People tend to form an opinion on an operating system immediately and way before any of them had a chance to use it. For example, it is widely unknown that Windows Vista is crap. Yet, if you used a computer with Windows Vista, you would likely just assume it’s running Windows 7. Perception is everything. Sometimes it’s wrong.
Windows 8 has a vastly different tiled screen in-place of the start menu. We all know this. At first glance your immediate reaction to drastic change is negative. Completely normal. Then I saw my dad use Windows 8.
For an older user, Windows 8 is a blessing. From their point of view, you are presented with a very inviting and straight-forward screen with colorful tiles. Hidden away is the complicated desktop with dozens of icons. Gone is the start-menu with endless rows of applications. The new interface has all of the every day tasks right there in from of you: email, internet, weather, calendar, and more.
My dad never has to leave the easy-to-use start screen. So how does this new interface simply things?
In terms of simplifying email, my dad has email accounts from AOL and MSN. This caused a few problems:
- Previously he would sign in and out of those each day.
- He would not know if he had new mail or not until he signed in.
- He had to learn different interfaces to send and receive email.
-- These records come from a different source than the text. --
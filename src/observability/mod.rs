use std::time::Instant;

use tracing_subscriber::EnvFilter;

use crate::abort::RequestOutcome;

/// Initialize the tracing subscriber with the configured log level.
///
/// Maps config log levels to tracing levels:
/// - "DISABLED" -> no subscriber installed
/// - "WARNING" -> WARN
/// - "CRITICAL" -> ERROR
/// - Others map directly (DEBUG, INFO, ERROR)
pub fn init_tracing(log_level: &str) {
    let Some(directive) = tracing_directive(log_level) else {
        return;
    };

    let filter = EnvFilter::try_new(directive).unwrap_or_else(|_| EnvFilter::new("INFO"));

    tracing_subscriber::fmt()
        .with_env_filter(filter)
        .with_target(true)
        .with_thread_ids(false)
        .with_file(false)
        .with_line_number(false)
        .init();
}

fn tracing_directive(log_level: &str) -> Option<String> {
    let level = log_level.trim().to_uppercase();
    match level.as_str() {
        "DISABLED" => None,
        "WARNING" => Some("WARN".to_string()),
        "CRITICAL" => Some("ERROR".to_string()),
        _ => Some(level),
    }
}

/// Identity of one chat request, carried until its outcome is logged.
#[derive(Debug, Clone)]
pub struct RequestContext {
    pub request_id: uuid::Uuid,
    pub public_model: String,
    pub upstream_model: String,
    pub stream: bool,
    pub started: Instant,
}

/// Log the terminal outcome of a request: info on success, warn on failure,
/// debug on client cancellation.
pub fn log_request_outcome(ctx: &RequestContext, outcome: RequestOutcome) {
    let elapsed_ms = ctx.started.elapsed().as_millis();
    match outcome {
        RequestOutcome::Completed => tracing::info!(
            request_id = %ctx.request_id,
            model = %ctx.public_model,
            upstream_model = %ctx.upstream_model,
            stream = ctx.stream,
            elapsed_ms,
            "chat request completed"
        ),
        RequestOutcome::Failed { status } => tracing::warn!(
            request_id = %ctx.request_id,
            model = %ctx.public_model,
            upstream_model = %ctx.upstream_model,
            stream = ctx.stream,
            status,
            elapsed_ms,
            "chat request failed"
        ),
        RequestOutcome::Cancelled => tracing::debug!(
            request_id = %ctx.request_id,
            model = %ctx.public_model,
            stream = ctx.stream,
            elapsed_ms,
            "chat request cancelled by client"
        ),
    }
}
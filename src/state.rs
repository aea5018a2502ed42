mod request_id;

use crate::config::AppConfig;
use crate::error::GatewayError;
use crate::routing::ModelRouter;
use crate::stream::ReasoningMode;
use crate::transport::{HttpTransport, PreparedUpstream};

use request_id::RequestIdGenerator;

/// Shared application state accessible to all handlers. Read-only after
/// startup apart from the request id counter.
pub struct AppState {
    pub config: AppConfig,
    pub transport: HttpTransport,
    pub model_router: ModelRouter,
    pub upstream: PreparedUpstream,
    request_ids: RequestIdGenerator,
}

impl AppState {
    #[must_use]
    pub fn new(
        config: AppConfig,
        transport: HttpTransport,
        model_router: ModelRouter,
        upstream: PreparedUpstream,
    ) -> Self {
        Self {
            config,
            transport,
            model_router,
            upstream,
            request_ids: RequestIdGenerator::new(),
        }
    }

    /// Build every collaborator from a validated configuration.
    ///
    /// # Errors
    ///
    /// Returns `GatewayError::Config` when the upstream URL, key or proxy is
    /// unusable.
    pub fn from_config(config: AppConfig) -> Result<Self, GatewayError> {
        let upstream = PreparedUpstream::new(&config.upstream)?;
        let transport = HttpTransport::new(&config.server, upstream.proxy())?;
        let model_router = ModelRouter::new(&config);
        Ok(Self::new(config, transport, model_router, upstream))
    }

    #[must_use]
    pub fn reasoning_mode(&self) -> ReasoningMode {
        ReasoningMode::from_show_reasoning(self.config.features.show_reasoning)
    }

    /// Fresh id for the next request.
    pub fn next_request_id(&self) -> uuid::Uuid {
        let seq = self.request_ids.next_seq();
        self.request_ids.request_uuid(seq)
    }
}
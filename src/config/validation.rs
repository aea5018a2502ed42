use std::collections::HashSet;

use super::{AppConfig, ConfigError};

const VALID_LOG_LEVELS: [&str; 6] = ["DEBUG", "INFO", "WARNING", "ERROR", "CRITICAL", "DISABLED"];

/// Validate the full application config, returning an error if any rule is violated.
///
/// # Errors
///
/// Returns [`ConfigError::Validation`] when any configuration invariant is violated.
pub fn validate_config(config: &AppConfig) -> Result<(), ConfigError> {
    validate_server_config(config)?;
    validate_upstream(config)?;
    validate_models(config)?;
    validate_features(config)?;
    Ok(())
}

fn validation_err(msg: impl Into<String>) -> ConfigError {
    ConfigError::Validation(msg.into())
}

fn validate_server_config(config: &AppConfig) -> Result<(), ConfigError> {
    let server = &config.server;
    if server.http_pool_max_idle_per_host == 0 {
        return Err(validation_err(
            "server.http_pool_max_idle_per_host must be greater than 0",
        ));
    }
    if server.timeout == 0 {
        return Err(validation_err("server.timeout must be greater than 0"));
    }
    if let Some(worker_threads) = server.runtime_worker_threads {
        if worker_threads == 0 {
            return Err(validation_err(
                "server.runtime_worker_threads must be greater than 0 when set",
            ));
        }
    }
    Ok(())
}

fn validate_upstream(config: &AppConfig) -> Result<(), ConfigError> {
    let upstream = &config.upstream;
    let parsed = url::Url::parse(upstream.base_url.trim()).map_err(|err| {
        validation_err(format!("upstream.base_url is not a valid URL: {err}"))
    })?;
    if !matches!(parsed.scheme(), "http" | "https") {
        return Err(validation_err(
            "upstream.base_url must start with http:// or https://",
        ));
    }
    if upstream.api_key.trim().is_empty() {
        return Err(validation_err(
            "upstream.api_key cannot be empty (set it in the config or via UPSTREAM_API_KEY)",
        ));
    }
    validate_proxy_url(upstream.proxy.as_deref())
}

fn validate_proxy_url(proxy: Option<&str>) -> Result<(), ConfigError> {
    let Some(proxy) = proxy.map(str::trim) else {
        return Ok(());
    };
    if proxy.is_empty() {
        return Err(validation_err("upstream.proxy cannot be empty when set"));
    }
    let parsed = url::Url::parse(proxy)
        .map_err(|err| validation_err(format!("upstream.proxy is not a valid URL: {err}")))?;
    if !matches!(parsed.scheme(), "http" | "https") {
        return Err(validation_err(
            "upstream.proxy must use http:// or https://",
        ));
    }
    Ok(())
}

fn validate_models(config: &AppConfig) -> Result<(), ConfigError> {
    let models = &config.models;
    if models.default_model.trim().is_empty() {
        return Err(validation_err("models.default_model cannot be empty"));
    }

    let mut seen = HashSet::new();
    for route in &models.routes {
        if route.public.trim().is_empty() || route.internal.trim().is_empty() {
            return Err(validation_err(format!(
                "Invalid route '{}' -> '{}'. Both ids must not be empty.",
                route.public, route.internal
            )));
        }
        if !seen.insert(route.public.as_str()) {
            return Err(validation_err(format!(
                "duplicate public model id '{}'",
                route.public
            )));
        }
    }
    Ok(())
}

fn validate_features(config: &AppConfig) -> Result<(), ConfigError> {
    let features = &config.features;
    if !VALID_LOG_LEVELS.contains(&features.log_level.to_uppercase().as_str()) {
        return Err(validation_err(format!(
            "log_level must be one of {VALID_LOG_LEVELS:?}"
        )));
    }
    if !features.default_temperature.is_finite() || features.default_temperature < 0.0 {
        return Err(validation_err(
            "features.default_temperature must be a non-negative number",
        ));
    }
    if features.default_max_tokens == 0 {
        return Err(validation_err(
            "features.default_max_tokens must be greater than 0",
        ));
    }
    Ok(())
}
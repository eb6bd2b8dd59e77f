mod chunk;
mod queue;
mod renderer;
mod streaming;

pub use chunk::{LodMeshState, MapState, TerrainChunk};
pub use queue::{CompletedTask, GenerationQueue, TaskId, TaskKind};
pub use renderer::{ChunkRenderer, NullRenderer};
pub use streaming::{ChunkStreamingManager, StreamingStats};
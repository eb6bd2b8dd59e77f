mod levels;

pub use levels::{LodInfo, LodTable};
mod chunk_key;

pub use chunk_key::{Bounds2, ChunkCoord};
// ============================================
// Terrain Vertex - Структура вершины
// ============================================

/// Чередующаяся вершина для загрузки в вершинный буфер
#[repr(C)]
#[derive(Copy, Clone, Debug, PartialEq, bytemuck::Pod, bytemuck::Zeroable, Default)]
pub struct TerrainVertex {
    pub position: [f32; 3],
    pub normal: [f32; 3],
    pub uv: [f32; 2],
}

impl TerrainVertex {
    /// Размер вершины в байтах (шаг буфера)
    pub const STRIDE: usize = std::mem::size_of::<TerrainVertex>();

    pub fn new(position: [f32; 3], normal: [f32; 3], uv: [f32; 2]) -> Self {
        Self { position, normal, uv }
    }
}
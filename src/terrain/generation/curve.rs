// ============================================
// Height Curve - Кривая перераспределения высот
// ============================================

use serde::{Deserialize, Serialize};

/// Ключевая точка кривой
#[derive(Debug, Clone, Copy, PartialEq, Serialize, Deserialize)]
pub struct CurveKey {
    pub time: f32,
    pub value: f32,
}

impl CurveKey {
    pub const fn new(time: f32, value: f32) -> Self {
        Self { time, value }
    }
}

/// Кусочно-линейная кривая. Ключи отсортированы по `time`,
/// за пределами крайних ключей значение постоянно.
#[derive(Debug, Clone, PartialEq, Serialize, Deserialize)]
#[serde(from = "Vec<CurveKey>", into = "Vec<CurveKey>")]
pub struct HeightCurve {
    keys: Vec<CurveKey>,
}

impl HeightCurve {
    pub fn new(mut keys: Vec<CurveKey>) -> Self {
        keys.retain(|k| k.time.is_finite() && k.value.is_finite());
        keys.sort_by(|a, b| a.time.total_cmp(&b.time));
        Self { keys }
    }

    /// y = x на [0, 1]
    pub fn linear() -> Self {
        Self::new(vec![CurveKey::new(0.0, 0.0), CurveKey::new(1.0, 1.0)])
    }

    /// Постоянное значение
    pub fn constant(value: f32) -> Self {
        Self::new(vec![CurveKey::new(0.0, value)])
    }

    pub fn keys(&self) -> &[CurveKey] {
        &self.keys
    }

    pub fn evaluate(&self, t: f32) -> f32 {
        let (first, last) = match (self.keys.first(), self.keys.last()) {
            (Some(first), Some(last)) => (first, last),
            // Пустая кривая ведёт себя как identity
            _ => return t,
        };
        if t.is_nan() || t <= first.time {
            return first.value;
        }
        if t >= last.time {
            return last.value;
        }

        // Первый ключ с time > t (существует, т.к. t < last.time)
        let i = self.keys.partition_point(|k| k.time <= t);
        let a = self.keys[i - 1];
        let b = self.keys[i];
        let span = b.time - a.time;
        if span <= 0.0 {
            return b.value;
        }
        a.value + (b.value - a.value) * ((t - a.time) / span)
    }
}

impl Default for HeightCurve {
    fn default() -> Self {
        Self::linear()
    }
}

impl From<Vec<CurveKey>> for HeightCurve {
    fn from(keys: Vec<CurveKey>) -> Self {
        Self::new(keys)
    }
}

impl From<HeightCurve> for Vec<CurveKey> {
    fn from(curve: HeightCurve) -> Self {
        curve.keys
    }
}
#[cfg(test)]
mod tests {
    use super::*;
    use crate::terrain::generation::{ColorMap, NoiseSettings};
    use crate::terrain::lod::LodInfo;
    use std::collections::HashSet;
    use std::time::{Duration, Instant};

    #[derive(Default)]
    struct RecordingRenderer {
        presented: Vec<(ChunkCoord, usize)>,
        visible: HashSet<ChunkCoord>,
    }

    impl ChunkRenderer for RecordingRenderer {
        fn present(&mut self, coord: ChunkCoord, lod: usize, _mesh: Arc<MeshData>, _texture: Arc<ColorMap>) {
            self.presented.push((coord, lod));
        }

        fn set_visible(&mut self, coord: ChunkCoord, visible: bool) {
            if visible {
                self.visible.insert(coord);
            } else {
                self.visible.remove(&coord);
            }
        }
    }

    /// Чанк 8x8 мировых единиц, порог движения 0 (пересчёт каждый тик)
    fn small_config(lod_levels: Vec<LodInfo>) -> TerrainConfig {
        let mut config = TerrainConfig::default();
        config.noise = NoiseSettings { seed: 11, octaves: 3, scale: 10.0, ..Default::default() };
        config.map.map_chunk_size = 9;
        config.map.global_field_size = 32;
        config.lod_levels = lod_levels;
        config.streaming.viewer_move_threshold = 0.0;
        config.streaming.worker_threads = 2;
        config
    }

    /// Тики до тех пор, пока все задачи не вернутся
    fn settle(manager: &mut ChunkStreamingManager<RecordingRenderer>, viewer: Vec2) {
        let deadline = Instant::now() + Duration::from_secs(20);
        manager.update(viewer);
        while manager.pending_tasks() > 0 && Instant::now() < deadline {
            std::thread::sleep(Duration::from_millis(1));
            manager.update(viewer);
        }
        assert_eq!(manager.pending_tasks(), 0, "generation did not finish in time");
    }

    #[test]
    fn test_window_is_created_around_viewer() {
        let config = small_config(vec![LodInfo { lod: 0, visible_distance: 20.0 }]);
        let mut manager = ChunkStreamingManager::new(config, RecordingRenderer::default()).unwrap();
        settle(&mut manager, Vec2::zero());

        // round(20 / 8) = 3 -> окно 7x7
        assert_eq!(manager.chunk_count(), 49);
        assert_eq!(manager.stats().height_map_requests, 49);
        let origin = manager.chunk(ChunkCoord::new(0, 0)).unwrap();
        assert!(origin.is_visible());
        assert_eq!(origin.active_lod(), Some(0));
        assert!(manager.renderer().visible.contains(&ChunkCoord::new(0, 0)));
        // Угол окна дальше дальности видимости
        assert!(!manager.chunk(ChunkCoord::new(3, 3)).unwrap().is_visible());
        for coord in manager.visible_chunks() {
            assert!(manager.chunk(*coord).unwrap().is_visible());
        }
    }

    #[test]
    fn test_visibility_boundary_is_inclusive() {
        let config = small_config(vec![LodInfo { lod: 0, visible_distance: 20.0 }]);
        let mut manager = ChunkStreamingManager::new(config, RecordingRenderer::default()).unwrap();
        let edge = ChunkCoord::new(3, 0);

        // Ближний край чанка (3, 0) на x = 20
        settle(&mut manager, Vec2::zero());
        assert!(manager.chunk(edge).unwrap().is_visible());

        settle(&mut manager, Vec2::new(-0.5, 0.0));
        assert!(!manager.chunk(edge).unwrap().is_visible());
        assert!(!manager.renderer().visible.contains(&edge));

        settle(&mut manager, Vec2::new(0.5, 0.0));
        assert!(manager.chunk(edge).unwrap().is_visible());
        assert!(manager.renderer().visible.contains(&edge));
    }

    #[test]
    fn test_small_moves_do_not_recompute_window() {
        let mut config = small_config(vec![LodInfo { lod: 0, visible_distance: 16.0 }]);
        config.streaming.viewer_move_threshold = 25.0;
        let mut manager = ChunkStreamingManager::new(config, RecordingRenderer::default()).unwrap();

        // round(16 / 8) = 2 -> окно 5x5
        settle(&mut manager, Vec2::zero());
        assert_eq!(manager.chunk_count(), 25);
        let visible: Vec<ChunkCoord> = manager.visible_chunks().to_vec();

        // 24 < 25: окно остаётся прежним, хотя зритель уже в чанке (3, 0)
        settle(&mut manager, Vec2::new(24.0, 0.0));
        assert_eq!(manager.chunk_count(), 25);
        assert_eq!(manager.visible_chunks(), visible.as_slice());
        assert!(manager.chunk(ChunkCoord::new(0, 0)).unwrap().is_visible());

        // 25.5 > 25: окно смещается на три колонки
        settle(&mut manager, Vec2::new(25.5, 0.0));
        assert_eq!(manager.chunk_count(), 40);
        assert!(manager.chunk(ChunkCoord::new(5, 0)).unwrap().is_visible());
        assert!(!manager.chunk(ChunkCoord::new(-2, 0)).unwrap().is_visible());
    }

    #[test]
    fn test_lod_hysteresis_reuses_cached_meshes() {
        let config = small_config(vec![
            LodInfo { lod: 0, visible_distance: 6.0 },
            LodInfo { lod: 1, visible_distance: 20.0 },
        ]);
        let mut manager = ChunkStreamingManager::new(config, RecordingRenderer::default()).unwrap();
        let near = Vec2::new(0.0, 0.0);
        let far = Vec2::new(-3.0, 0.0);
        let probe = ChunkCoord::new(1, 0);

        settle(&mut manager, near);
        assert_eq!(manager.chunk(probe).unwrap().active_lod(), Some(0));
        settle(&mut manager, far);
        assert_eq!(manager.chunk(probe).unwrap().active_lod(), Some(1));

        let requests = manager.stats().mesh_requests;
        let chunks = manager.chunk_count();
        for _ in 0..3 {
            settle(&mut manager, near);
            assert_eq!(manager.chunk(probe).unwrap().active_lod(), Some(0));
            settle(&mut manager, far);
            assert_eq!(manager.chunk(probe).unwrap().active_lod(), Some(1));
        }
        assert_eq!(manager.stats().mesh_requests, requests);
        assert_eq!(manager.chunk_count(), chunks);

        let chunk = manager.chunk(probe).unwrap();
        assert!(chunk.lod_mesh(0).unwrap().is_ready());
        assert!(chunk.lod_mesh(1).unwrap().is_ready());
        let swaps = manager.renderer().presented.iter().filter(|(c, _)| *c == probe).count();
        assert_eq!(swaps, 8);
    }

    #[test]
    fn test_failed_map_data_is_requested_again() {
        let config = small_config(vec![LodInfo { lod: 0, visible_distance: 20.0 }]);
        let mut manager = ChunkStreamingManager::new(config, RecordingRenderer::default()).unwrap();
        settle(&mut manager, Vec2::zero());
        let before = manager.stats().height_map_requests;

        let coord = ChunkCoord::new(0, 0);
        manager.on_map_data_received(coord, Err(TerrainError::GlobalFieldMissing));
        assert!(!manager.chunk(coord).unwrap().has_map_data());
        assert_eq!(manager.stats().failed_tasks, 1);

        settle(&mut manager, Vec2::new(1.0, 0.0));
        assert_eq!(manager.stats().height_map_requests, before + 1);
        assert!(manager.chunk(coord).unwrap().has_map_data());
    }

    #[test]
    fn test_global_mode_streams_after_field_arrives() {
        let mut config = small_config(vec![LodInfo { lod: 0, visible_distance: 20.0 }]);
        config.noise.normalize_mode = NormalizeMode::Global;
        let mut manager = ChunkStreamingManager::new(config, RecordingRenderer::default()).unwrap();
        assert_eq!(manager.height_at(Vec2::zero()), None);

        // Поле приходит в одном из тиков, после этого окно пересчитывается само
        settle(&mut manager, Vec2::zero());
        assert!(manager.has_global_field());
        let origin = manager.chunk(ChunkCoord::new(0, 0)).unwrap();
        assert!(origin.is_visible());

        let value = manager.height_at(Vec2::new(3.0, -2.0)).unwrap();
        assert!((0.0..=1.0).contains(&value));
        let elevation = manager.terrain_height_at(Vec2::new(3.0, -2.0)).unwrap();
        assert!((elevation - manager.generator().elevation(value)).abs() < 1e-6);
    }

    #[test]
    fn test_injected_global_field_avoids_failures() {
        let mut config = small_config(vec![LodInfo { lod: 0, visible_distance: 20.0 }]);
        config.noise.normalize_mode = NormalizeMode::Global;
        let mut manager = ChunkStreamingManager::new(config, RecordingRenderer::default()).unwrap();
        let field = manager.generator().generate_global_field();
        manager.set_global_field(field);

        settle(&mut manager, Vec2::zero());
        assert_eq!(manager.stats().failed_tasks, 0);
        assert_eq!(manager.stats().height_map_requests, manager.chunk_count());
    }

    #[test]
    fn test_invalid_config_is_rejected() {
        let config = small_config(Vec::new());
        assert!(matches!(
            ChunkStreamingManager::new(config, RecordingRenderer::default()),
            Err(TerrainError::InvalidConfig(_))
        ));
    }
}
I could have fixed this by creating a gmail account and have those emails funnel in to there. This would give him another email account and possibly confuse him even more. Not to mention it might be too complicated with labels and priority inbox and such. Perhaps that’s not the best email inbox for him. I wasn’t about to use Outlook because that is even more complicated.
But with the new windows mail. It could not be easier. I added each email account he had to the mail app and he could easily switch between them. He would also know immediately when he got a new email. The best part is that it all exists within the same easy to use interface.
What Microsoft did is actually VERY smart. They made an extremely easy to use interface that the MAJORITY of their users would be able to master. Both young and old can master this interface very quickly. They released a windows phone and tablet with the same exact interface. If I bought my dad a surface tablet or windows phone he would immediately know how to use it.
That’s rather brilliant, don’t you think? All of those untapped users could buy a windows phone tomorrow and feel right at home.
At the same time, this new interface hurts the advanced user. We don’t want it and have no use for it. I have Windows 8 running and am extremely satisfied in every aspect except this new start menu. For the advanced user, Windows 8 is an incremental update from Windows 7. The new interface is not a deal breaker, but I’m not exactly thrilled with it either. If i don’t want to use it, then I don’t have to. Advanced users can get around the problem.
It’s also blatantly obvious that by creating this interface Microsoft is yet again putting their apps front and center and conditioning their users to stay with Microsoft products.
Except this time, they might actually want to.